In May 2020 Accor announced intensified hygiene and prevention measures to guarantee guests’ safety under its new “Allsafe” global brand. Hundreds of new safety and hygiene protocols were unilaterally introduced to meet the new standards of cleanliness. In the Asia-Pacific region workers in Accor properties found that the new protocols were developed without any consideration of working conditions, workload or workers’ safety. They experienced longer working hours on less pay; exposure to new, more toxic chemicals used as disinfectants in rooms and public areas; erratic shifts; and the reintroduction of the same unsafe work practices that existed before the pandemic.
This includes room quotas for housekeepers/room attendants. Room quotas have long been identified as a source of injury and illness caused by the pressure to clean rooms quickly to meet targets and avoid penalties and loss of pay. Now under the new cleanliness protocols, housekeepers must clean more intensively with more toxic chemicals and carry out a range of new tasks, but with the same room quotas. This further increases excessive workloads, injury and stress.

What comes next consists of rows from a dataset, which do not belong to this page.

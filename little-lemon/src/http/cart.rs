//! `/cart/menu-items/`: every query is scoped to the caller's own rows.

use axum::extract::State;
use axum::http::{HeaderMap, StatusCode};
use axum::Json;
use tracing::{debug, info};

use super::auth::require_caller;
use super::error::ApiError;
use super::payloads::{ApiJson, ApiPath, CartPayload};
use super::state::AppState;
use crate::db::{CartFields, RepositoryError};
use crate::models::CartItem;

pub async fn list(
    State(state): State<AppState>,
    headers: HeaderMap,
) -> Result<Json<Vec<CartItem>>, ApiError> {
    let caller = require_caller(&state, &headers).await?;
    let rows = state.db.cart().list_for_user(caller.id()).await?;
    debug!(user_id = caller.id(), rows = rows.len(), "cart listed");
    Ok(Json(rows))
}

pub async fn retrieve(
    State(state): State<AppState>,
    path: Result<ApiPath<i64>, ApiError>,
    headers: HeaderMap,
) -> Result<Json<CartItem>, ApiError> {
    let caller = require_caller(&state, &headers).await?;
    let ApiPath(id) = path?;
    let row = state
        .db
        .cart()
        .get_for_user(id, caller.id())
        .await?
        .ok_or_else(ApiError::not_found)?;
    Ok(Json(row))
}

/// Adds a row for the caller. An unknown menu item is a 404 and writes nothing.
pub async fn create(
    State(state): State<AppState>,
    headers: HeaderMap,
    payload: Result<ApiJson<CartPayload>, ApiError>,
) -> Result<(StatusCode, Json<CartItem>), ApiError> {
    let caller = require_caller(&state, &headers).await?;
    let ApiJson(payload) = payload?;

    let menuitem_id = payload
        .menuitem_id()
        .ok_or_else(|| ApiError::BadRequest(String::from("menuitem_id is required")))?;
    let quantity = payload
        .quantity()
        .ok_or_else(|| ApiError::BadRequest(String::from("quantity is required")))?;

    if !state.db.menu_items().exists(menuitem_id).await? {
        debug!(menuitem_id, "add to cart for unknown menu item");
        return Err(ApiError::NotFound("Menu item not found"));
    }

    let row = state
        .db
        .cart()
        .create(
            caller.id(),
            CartFields {
                menuitem_id,
                quantity,
            },
        )
        .await
        .map_err(|err| match err {
            RepositoryError::MissingReference => ApiError::NotFound("Menu item not found"),
            other => other.into(),
        })?;
    info!(cart_id = row.id, user_id = caller.id(), menuitem_id, quantity, "added to cart");
    Ok((StatusCode::CREATED, Json(row)))
}

pub async fn replace(
    State(state): State<AppState>,
    path: Result<ApiPath<i64>, ApiError>,
    headers: HeaderMap,
    payload: Result<ApiJson<CartPayload>, ApiError>,
) -> Result<Json<CartItem>, ApiError> {
    update(state, path, headers, payload, false).await
}

pub async fn partial_update(
    State(state): State<AppState>,
    path: Result<ApiPath<i64>, ApiError>,
    headers: HeaderMap,
    payload: Result<ApiJson<CartPayload>, ApiError>,
) -> Result<Json<CartItem>, ApiError> {
    update(state, path, headers, payload, true).await
}

pub async fn destroy(
    State(state): State<AppState>,
    path: Result<ApiPath<i64>, ApiError>,
    headers: HeaderMap,
) -> Result<StatusCode, ApiError> {
    let caller = require_caller(&state, &headers).await?;
    let ApiPath(id) = path?;
    if !state.db.cart().delete_for_user(id, caller.id()).await? {
        return Err(ApiError::not_found());
    }
    debug!(cart_id = id, user_id = caller.id(), "cart row removed");
    Ok(StatusCode::NO_CONTENT)
}

async fn update(
    state: AppState,
    path: Result<ApiPath<i64>, ApiError>,
    headers: HeaderMap,
    payload: Result<ApiJson<CartPayload>, ApiError>,
    partial: bool,
) -> Result<Json<CartItem>, ApiError> {
    let caller = require_caller(&state, &headers).await?;
    let ApiPath(id) = path?;
    let ApiJson(payload) = payload?;

    let current = state
        .db
        .cart()
        .get_for_user(id, caller.id())
        .await?
        .ok_or_else(ApiError::not_found)?;
    let fields = payload.into_fields(partial.then_some(&current))?;

    let row = state
        .db
        .cart()
        .update_for_user(id, caller.id(), fields)
        .await
        .map_err(|err| match err {
            RepositoryError::MissingReference => {
                ApiError::invalid_pk("menuitem_id", fields.menuitem_id)
            }
            other => other.into(),
        })?
        .ok_or_else(ApiError::not_found)?;
    Ok(Json(row))
}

To many workers the new safety protocols seem to be designed to give the appearance of a safe hotel for guests, while failing to make it a safe workplace for workers. But the reality is that for any hotel to be safe, the health and safety of the workers serving, cooking, cleaning and taking care of guests needs to be protected and rights respected.
By shifting the burden and the risk of a safe reopening to workers, Accor hopes to keep the costs of the new cleanliness program down. This is taken to extremes in Indonesia, where Accor Indonesia allows hotel management to shift the costs of new health protocols onto workers. At the Novotel Surabaya, for example, workers were told that they must have a COVID-19 rapid test every two weeks to be allowed to work. The test costs IDR 150,000 (about USD 10) and workers must pay for it themselves – every two weeks. Accor pays nothing. Workers will now spend between 7% to 14% of their monthly wages just to be allowed to work.
The prospects of a safe opening are even less in those hotels that terminate experienced, trained workers to save costs during temporary closures. When hotels reopen, the entire workforce will be untrained, inexperienced and unable to maintain or guarantee safety protocols. This puts everyone at risk. This risk escalates exponentially when management also uses the crisis to violate workers’ rights by denying them the right to union representation.
At Accor‘s Sofitel Nusa Dua in Bali, management bypassed the union, refusing to allow workers union representation as they coerced them to stay home without pay. Management gave 589 workers two options – to stay home without pay or to continue to work with adjusted pay. Using the fear and anxiety of the COVID-19 crisis, management convinced the majority of workers to take the first option. For the workers who chose the second option, they were unfairly terminated less than a month later. This was essentially punishment for wanting to be paid.
At Accor‘s Fairmont Sanur in Bali, workers were asked in April to make a sacrifice to help the company in these difficult times. They agreed to a 70% wage cut, receiving only 30% of their wages, putting them well below the poverty line. Despite this sacrifice in wages, management still tried to force 68 workers to sign “voluntary” resignation letters at the end of July. All of them were members of the union. The workers refused and two days later received termination letters declaring them redundant. Although management claimed that the workers were redundant because of the economic situation, their real motives were exposed when they allowed workers to return to work on the condition that they quit the union.
So in an accelerating pandemic Accor Indonesia and the management at Fairmont launched yet another attack on trade union rights, to push back against union demand for greater protection. By terminating the most experienced, skilled workers to cut costs and remove the union, Fairmont management has shown that they are ready to abuse workers’ rights and livelihoods in a pandemic, and expose guests to even greater risk when the hotel reopens for domestic tourism.
No doubt these short-term cost savings – combined with attacks on trade union rights – will translate into much greater costs for Accor. This includes the costs incurred by the reputational damage to the Accor and Allsafe brands at a time when the company is desperately trying to gain the trust and confidence of travellers and guests.